**WHAT IS NEEDED**
Reproduce all records word for word.

(EXCERPTED DATA)

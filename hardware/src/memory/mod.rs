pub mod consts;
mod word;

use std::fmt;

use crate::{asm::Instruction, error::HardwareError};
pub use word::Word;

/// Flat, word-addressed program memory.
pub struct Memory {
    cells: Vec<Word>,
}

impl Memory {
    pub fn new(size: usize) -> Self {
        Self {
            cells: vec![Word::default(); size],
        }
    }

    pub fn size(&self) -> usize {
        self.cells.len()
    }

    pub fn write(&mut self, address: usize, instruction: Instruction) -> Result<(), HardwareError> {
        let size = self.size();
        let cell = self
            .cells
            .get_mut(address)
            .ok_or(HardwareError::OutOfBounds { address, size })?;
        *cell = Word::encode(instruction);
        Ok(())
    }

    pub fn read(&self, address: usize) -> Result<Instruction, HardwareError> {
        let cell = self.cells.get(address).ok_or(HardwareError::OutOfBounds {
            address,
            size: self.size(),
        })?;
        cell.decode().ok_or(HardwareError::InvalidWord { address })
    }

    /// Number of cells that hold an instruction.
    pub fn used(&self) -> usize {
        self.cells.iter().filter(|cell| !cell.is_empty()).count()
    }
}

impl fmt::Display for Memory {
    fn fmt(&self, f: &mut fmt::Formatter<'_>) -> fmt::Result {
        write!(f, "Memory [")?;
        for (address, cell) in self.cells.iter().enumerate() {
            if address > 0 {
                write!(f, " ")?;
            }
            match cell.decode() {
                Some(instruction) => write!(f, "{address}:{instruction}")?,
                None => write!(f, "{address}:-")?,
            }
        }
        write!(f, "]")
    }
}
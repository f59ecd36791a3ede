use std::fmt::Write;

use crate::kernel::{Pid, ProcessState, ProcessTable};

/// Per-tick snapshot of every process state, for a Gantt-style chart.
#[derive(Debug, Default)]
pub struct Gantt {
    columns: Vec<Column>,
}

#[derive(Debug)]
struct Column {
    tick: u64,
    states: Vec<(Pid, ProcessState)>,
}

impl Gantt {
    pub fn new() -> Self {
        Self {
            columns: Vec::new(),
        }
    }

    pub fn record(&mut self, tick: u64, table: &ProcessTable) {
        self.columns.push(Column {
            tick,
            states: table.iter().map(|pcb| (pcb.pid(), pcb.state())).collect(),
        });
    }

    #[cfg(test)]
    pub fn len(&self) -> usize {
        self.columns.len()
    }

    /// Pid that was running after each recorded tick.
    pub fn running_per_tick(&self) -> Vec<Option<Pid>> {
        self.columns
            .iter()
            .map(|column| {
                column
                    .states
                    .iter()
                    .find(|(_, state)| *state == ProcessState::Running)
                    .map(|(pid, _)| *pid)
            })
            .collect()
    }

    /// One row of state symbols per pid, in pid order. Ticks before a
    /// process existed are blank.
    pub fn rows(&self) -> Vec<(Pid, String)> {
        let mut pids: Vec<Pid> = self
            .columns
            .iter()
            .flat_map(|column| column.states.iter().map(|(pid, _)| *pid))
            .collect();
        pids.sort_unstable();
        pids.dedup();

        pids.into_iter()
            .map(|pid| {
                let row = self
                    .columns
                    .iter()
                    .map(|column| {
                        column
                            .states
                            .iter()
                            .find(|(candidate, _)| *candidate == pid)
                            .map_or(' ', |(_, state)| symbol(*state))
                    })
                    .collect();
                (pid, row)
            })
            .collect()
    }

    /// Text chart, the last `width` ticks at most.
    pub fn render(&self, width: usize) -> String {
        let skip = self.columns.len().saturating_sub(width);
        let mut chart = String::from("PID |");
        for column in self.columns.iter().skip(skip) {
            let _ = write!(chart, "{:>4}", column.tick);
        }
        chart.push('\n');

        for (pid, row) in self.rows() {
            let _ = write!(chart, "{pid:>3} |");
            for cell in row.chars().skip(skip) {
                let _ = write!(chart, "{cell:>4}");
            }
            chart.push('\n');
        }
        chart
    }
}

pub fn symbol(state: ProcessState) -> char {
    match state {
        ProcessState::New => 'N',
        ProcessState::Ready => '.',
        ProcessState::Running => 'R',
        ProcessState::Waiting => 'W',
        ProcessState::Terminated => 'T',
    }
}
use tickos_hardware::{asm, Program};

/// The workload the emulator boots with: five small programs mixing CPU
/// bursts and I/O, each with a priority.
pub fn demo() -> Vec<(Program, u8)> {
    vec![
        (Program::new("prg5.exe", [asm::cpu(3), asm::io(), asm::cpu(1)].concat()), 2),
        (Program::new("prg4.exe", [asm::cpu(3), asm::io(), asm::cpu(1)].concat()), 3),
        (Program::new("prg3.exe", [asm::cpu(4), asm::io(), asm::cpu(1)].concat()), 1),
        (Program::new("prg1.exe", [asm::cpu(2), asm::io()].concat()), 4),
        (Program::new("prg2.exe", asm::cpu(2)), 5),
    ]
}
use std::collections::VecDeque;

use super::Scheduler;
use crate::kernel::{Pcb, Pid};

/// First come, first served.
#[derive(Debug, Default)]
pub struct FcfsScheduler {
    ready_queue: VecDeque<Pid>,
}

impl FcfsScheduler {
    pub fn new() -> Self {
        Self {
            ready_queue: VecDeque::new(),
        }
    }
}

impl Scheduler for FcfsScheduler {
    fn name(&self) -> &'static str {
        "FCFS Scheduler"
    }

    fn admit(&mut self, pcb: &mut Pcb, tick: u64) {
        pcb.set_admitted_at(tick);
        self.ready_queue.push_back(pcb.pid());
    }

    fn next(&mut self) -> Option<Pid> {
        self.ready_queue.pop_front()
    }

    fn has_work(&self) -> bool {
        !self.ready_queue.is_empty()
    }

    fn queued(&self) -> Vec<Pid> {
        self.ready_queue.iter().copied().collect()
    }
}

(End EXCERPTED DATA)

**RESPONSE TO THE TASK**
filename hardware/src/memory/mod.rs
pub mod consts;
mod word;

use std::fmt;

use crate::{asm::Instruction, error::HardwareError};
pub use word::Word;

/// Flat, word-addressed program memory.
pub struct Memory {
    cells: Vec<Word>,
}

impl Memory {
    pub fn new(size: usize) -> Self {
        Self {
            cells: vec![Word::default(); size],
        }
    }

    pub fn size(&self) -> usize {
        self.cells.len()
    }

    pub fn write(&mut self, address: usize, instruction: Instruction) -> Result<(), HardwareError> {
        let size = self.size();
        let cell = self
            .cells
            .get_mut(address)
            .ok_or(HardwareError::OutOfBounds { address, size })?;
        *cell = Word::encode(instruction);
        Ok(())
    }

    pub fn read(&self, address: usize) -> Result<Instruction, HardwareError> {
        let cell = self.cells.get(address).ok_or(HardwareError::OutOfBounds {
            address,
            size: self.size(),
        })?;
        cell.decode().ok_or(HardwareError::InvalidWord { address })
    }

    /// Number of cells that hold an instruction.
    pub fn used(&self) -> usize {
        self.cells.iter().filter(|cell| !cell.is_empty()).count()
    }
}

impl fmt::Display for Memory {
    fn fmt(&self, f: &mut fmt::Formatter<'_>) -> fmt::Result {
        write!(f, "Memory [")?;
        for (address, cell) in self.cells.iter().enumerate() {
            if address > 0 {
                write!(f, " ")?;
            }
            match cell.decode() {
                Some(instruction) => write!(f, "{address}:{instruction}")?,
                None => write!(f, "{address}:-")?,
            }
        }
        write!(f, "]")
    }
}
repository f59ecd36791a3ede
use std::fmt::Write;

use crate::kernel::{Pid, ProcessState, ProcessTable};

/// Per-tick snapshot of every process state, for a Gantt-style chart.
#[derive(Debug, Default)]
pub struct Gantt {
    columns: Vec<Column>,
}

#[derive(Debug)]
struct Column {
    tick: u64,
    states: Vec<(Pid, ProcessState)>,
}

impl Gantt {
    pub fn new() -> Self {
        Self {
            columns: Vec::new(),
        }
    }

    pub fn record(&mut self, tick: u64, table: &ProcessTable) {
        self.columns.push(Column {
            tick,
            states: table.iter().map(|pcb| (pcb.pid(), pcb.state())).collect(),
        });
    }

    #[cfg(test)]
    pub fn len(&self) -> usize {
        self.columns.len()
    }

    /// Pid that was running after each recorded tick.
    pub fn running_per_tick(&self) -> Vec<Option<Pid>> {
        self.columns
            .iter()
            .map(|column| {
                column
                    .states
                    .iter()
                    .find(|(_, state)| *state == ProcessState::Running)
                    .map(|(pid, _)| *pid)
            })
            .collect()
    }

    /// One row of state symbols per pid, in pid order. Ticks before a
    /// process existed are blank.
    pub fn rows(&self) -> Vec<(Pid, String)> {
        let mut pids: Vec<Pid> = self
            .columns
            .iter()
            .flat_map(|column| column.states.iter().map(|(pid, _)| *pid))
            .collect();
        pids.sort_unstable();
        pids.dedup();

        pids.into_iter()
            .map(|pid| {
                let row = self
                    .columns
                    .iter()
                    .map(|column| {
                        column
                            .states
                            .iter()
                            .find(|(candidate, _)| *candidate == pid)
                            .map_or(' ', |(_, state)| symbol(*state))
                    })
                    .collect();
                (pid, row)
            })
            .collect()
    }

    /// Text chart, the last `width` ticks at most.
    pub fn render(&self, width: usize) -> String {
        let skip = self.columns.len().saturating_sub(width);
        let mut chart = String::from("PID |");
        for column in self.columns.iter().skip(skip) {
            let _ = write!(chart, "{:>4}", column.tick);
        }
        chart.push('\n');

        for (pid, row) in self.rows() {
            let _ = write!(chart, "{pid:>3} |");
            for cell in row.chars().skip(skip) {
                let _ = write!(chart, "{cell:>4}");
            }
            chart.push('\n');
        }
        chart
    }
}

pub fn symbol(state: ProcessState) -> char {
    match state {
        ProcessState::New => 'N',
        ProcessState::Ready => '.',
        ProcessState::Running => 'R',
        ProcessState::Waiting => 'W',
        ProcessState::Terminated => 'T',
    }
}
use tickos_hardware::{asm, Program};

/// The workload the emulator boots with: five small programs mixing CPU
/// bursts and I/O, each with a priority.
pub fn demo() -> Vec<(Program, u8)> {
    vec![
        (Program::new("prg5.exe", [asm::cpu(3), asm::io(), asm::cpu(1)].concat()), 2),
        (Program::new("prg4.exe", [asm::cpu(3), asm::io(), asm::cpu(1)].concat()), 3),
        (Program::new("prg3.exe", [asm::cpu(4), asm::io(), asm::cpu(1)].concat()), 1),
        (Program::new("prg1.exe", [asm::cpu(2), asm::io()].concat()), 4),
        (Program::new("prg2.exe", asm::cpu(2)), 5),
    ]
}
use std::collections::VecDeque;

use super::Scheduler;
use crate::kernel::{Pcb, Pid};

/// First come, first served.
#[derive(Debug, Default)]
pub struct FcfsScheduler {
    ready_queue: VecDeque<Pid>,
}

impl FcfsScheduler {
    pub fn new() -> Self {
        Self {
            ready_queue: VecDeque::new(),
        }
    }
}

impl Scheduler for FcfsScheduler {
    fn name(&self) -> &'static str {
        "FCFS Scheduler"
    }

    fn admit(&mut self, pcb: &mut Pcb, tick: u64) {
        pcb.set_admitted_at(tick);
        self.ready_queue.push_back(pcb.pid());
    }

    fn next(&mut self) -> Option<Pid> {
        self.ready_queue.pop_front()
    }

    fn has_work(&self) -> bool {
        !self.ready_queue.is_empty()
    }

    fn queued(&self) -> Vec<Pid> {
        self.ready_queue.iter().copied().collect()
    }
}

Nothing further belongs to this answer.